There are 3 major browser codebases. There are hundreds of thousands of web applications, each with different security needs. I think it's lunacy to suggest that the browsers should take on this problem.

At any rate: there isn't going to be SECGET and SECPOST, so the academic argument over whether end-to-end is better than Apple, Mozilla, Google and Microsoft deciding amongst themselves how security is going to work for every web application is moot.


You are missing a critical point: users do not expect software that is under their control to do things that they did not tell it to do, using their credentials, acting as them. Even if all the server-side software in the world were to be secured against such attempts, there would still remain an underlying problem: loss of control of the browser.

While the vast majority of resource requests (both primary and secondary) are beneficial, some are not. The browser currently does not have enough information to make this distinction. New HTTP verbs would give the browser enough information to refuse to directly load damaging resources.


Again: request forgery isn't an intrinsically cross-domain problem. The HTTP protocol change you provided is already worse than the serverside solutions it proposes to supplant.

Serverside request forgery tokens don't rely on browser behavior to function.
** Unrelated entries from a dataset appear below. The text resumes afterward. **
//! Decode, encode and configuration errors, and the crate-wide [`Error`].

use serde_json::error::Category;

use super::AssertionFailed;

/// Source text could not be decoded as JSON.
#[derive(Debug, Clone, PartialEq, Eq, thiserror::Error)]
#[error("{message}")]
pub struct CantDecode {
    /// The decoder's message.
    pub message: String,
    /// Machine-readable error code, one of the associated constants.
    pub code: i32,
}

impl CantDecode {
    /// Nesting exceeds the configured maximum depth.
    pub const DEPTH: i32 = 1;
    /// The text is not syntactically valid JSON, or ends prematurely.
    pub const SYNTAX: i32 = 4;
    /// The text is valid JSON the decoder refuses, e.g. a number out of range.
    pub const DATA: i32 = 5;
    /// Reading the source failed.
    pub const IO: i32 = 6;

    /// Creates a decode error.
    pub fn new(message: impl Into<String>, code: i32) -> Self {
        Self {
            message: message.into(),
            code,
        }
    }

    pub(crate) fn depth_exceeded(max_depth: usize) -> Self {
        Self::new(
            format!("Maximum stack depth of {} exceeded", max_depth),
            Self::DEPTH,
        )
    }
}

impl From<serde_json::Error> for CantDecode {
    fn from(error: serde_json::Error) -> Self {
        let code = match error.classify() {
            Category::Syntax | Category::Eof => Self::SYNTAX,
            Category::Data => Self::DATA,
            Category::Io => Self::IO,
        };
        Self::new(error.to_string(), code)
    }
}

/// A value could not be encoded as JSON text.
#[derive(Debug, Clone, PartialEq, Eq, thiserror::Error)]
#[error("{message}")]
pub struct CantEncode {
    /// The encoder's message.
    pub message: String,
    /// Machine-readable error code, one of the associated constants.
    pub code: i32,
}

impl CantEncode {
    /// Nesting exceeds the configured maximum depth.
    pub const DEPTH: i32 = 1;
    /// The value has no JSON representation.
    pub const UNSUPPORTED: i32 = 8;

    /// Creates an encode error.
    pub fn new(message: impl Into<String>, code: i32) -> Self {
        Self {
            message: message.into(),
            code,
        }
    }

    pub(crate) fn depth_exceeded(max_depth: usize) -> Self {
        Self::new(
            format!("Maximum stack depth of {} exceeded", max_depth),
            Self::DEPTH,
        )
    }
}

impl From<serde_json::Error> for CantEncode {
    fn from(error: serde_json::Error) -> Self {
        Self::new(error.to_string(), Self::UNSUPPORTED)
    }
}

/// The API itself was misused: a programming error, not malformed input.
#[derive(Debug, Clone, PartialEq, Eq, thiserror::Error)]
#[error("{message}")]
pub struct Runtime {
    /// What was misused and how.
    pub message: String,
}

impl Runtime {
    /// Creates a runtime error.
    pub fn new(message: impl Into<String>) -> Self {
        Self {
            message: message.into(),
        }
    }
}

/// Any error raised while decoding, navigating, validating or encoding.
///
/// Callbacks handed to accessors may return this type, and can wrap errors
/// of their own with [`Error::other`]. Only [`Error::AssertionFailed`]
/// takes part in `either` aggregation.
#[derive(Debug, thiserror::Error)]
pub enum Error {
    #[error(transparent)]
    AssertionFailed(#[from] AssertionFailed),

    #[error(transparent)]
    CantDecode(#[from] CantDecode),

    #[error(transparent)]
    CantEncode(#[from] CantEncode),

    #[error(transparent)]
    Runtime(#[from] Runtime),

    #[error(transparent)]
    Other(Box<dyn std::error::Error + Send + Sync>),
}

impl Error {
    /// Wraps an arbitrary error raised by user code.
    pub fn other(error: impl Into<Box<dyn std::error::Error + Send + Sync>>) -> Self {
        Error::Other(error.into())
    }

    /// Returns the assertion failure, if this is one.
    pub fn as_assertion(&self) -> Option<&AssertionFailed> {
        match self {
            Error::AssertionFailed(failure) => Some(failure),
            _ => None,
        }
    }
}

/// Separates assertion failures from every other kind of error.
///
/// `either` only recovers from errors for which this returns `Ok`; anything
/// else is handed back untouched and aborts the remaining alternatives.
pub trait TryIntoAssertion: Sized {
    /// Returns the assertion failure, or gives the error back.
    fn try_into_assertion(self) -> Result<AssertionFailed, Self>;
}

impl TryIntoAssertion for AssertionFailed {
    fn try_into_assertion(self) -> Result<AssertionFailed, Self> {
        Ok(self)
    }
}

impl TryIntoAssertion for Error {
    fn try_into_assertion(self) -> Result<AssertionFailed, Self> {
        match self {
            Error::AssertionFailed(failure) => Ok(failure),
            other => Err(other),
        }
    }
}

const _: () = {
    const fn assert_send<T: Send>() {}
    const fn assert_sync<T: Sync>() {}
    assert_send::<Error>();
    assert_sync::<Error>();
};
They provide a much simpler and more direct security model: to POST/PUT/DELETE to an endpoint, you must at least be able to read the contents of the token. This meshes with same-origin security.


The loss of user agent control is a serious problem independent of whether or not a malicious request is accepted. The fact that the user agent crafted and sent the malicious request at all is a problem worth solving. But for some reason you either seem to believe that it doesn't matter that the UA is acting maliciously on users' behalf, that this is an inevitable consequence of the way the internet works, or that it's such a difficult problem to fix that you'd rather ignore it and focus on the server-side. Or perhaps both.

Personally, I don't believe either of those things. Server authors should certainly take point on battling CSRF. But there is an important client-side piece to the puzzle that cannot be ignored. If users cannot even prevent their own browsers from attempting malicious actions on their behalf, then there is something critically wrong with browsers.